Due to the preferred arrangement and design of the control valve, this can take over in addition to the known function, the control of the amount of guided via the e-booster fresh gas flow, so that it can be dispensed with a dedicated separate control element. In the first flap position, when the flow cross section of the fresh gas line is closed upstream of the mouth of the discharge channel, the control flap thus effects a flow path for the fresh gas which integrates the E-booster. In the second flap position, when the flow cross-section of the fresh gas line is closed downstream of the mouth of the discharge channel, the control flap then causes a complete closing of the fresh gas line, which also includes the integrated into the bypass e-booster. This can be avoided that the internal combustion engine trailing due to a sustained flow of fresh gas through the bypass and the e-booster.
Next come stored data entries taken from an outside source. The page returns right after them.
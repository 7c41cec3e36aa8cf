//! Student aggregate
//!
//! Contains the Student record, list filters, and repository interface.

pub mod model;
pub mod repository;

pub use model::{
    Student, StudentFilter, StudentInput, StudentSessionEntry, StudentSort, StudentWithCounts,
    UpsertOutcome,
};
pub use repository::StudentRepository;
In particular, if a provision is made such that a certain or different subsets of the fresh gas are to be passed over the main flow section and the bypass, it can preferably be provided that the control flap can be adjusted in one or more intermediate stages or also steplessly between the first and the second flap position.

Another advantage that results from the inventive arrangement of the e-booster is the ability to easily form a common cooling system for the intercooler and the e-booster. Accordingly, in particular the same coolant which flows through the charge air cooler for heat absorption and removal can also be used to cool the e-booster.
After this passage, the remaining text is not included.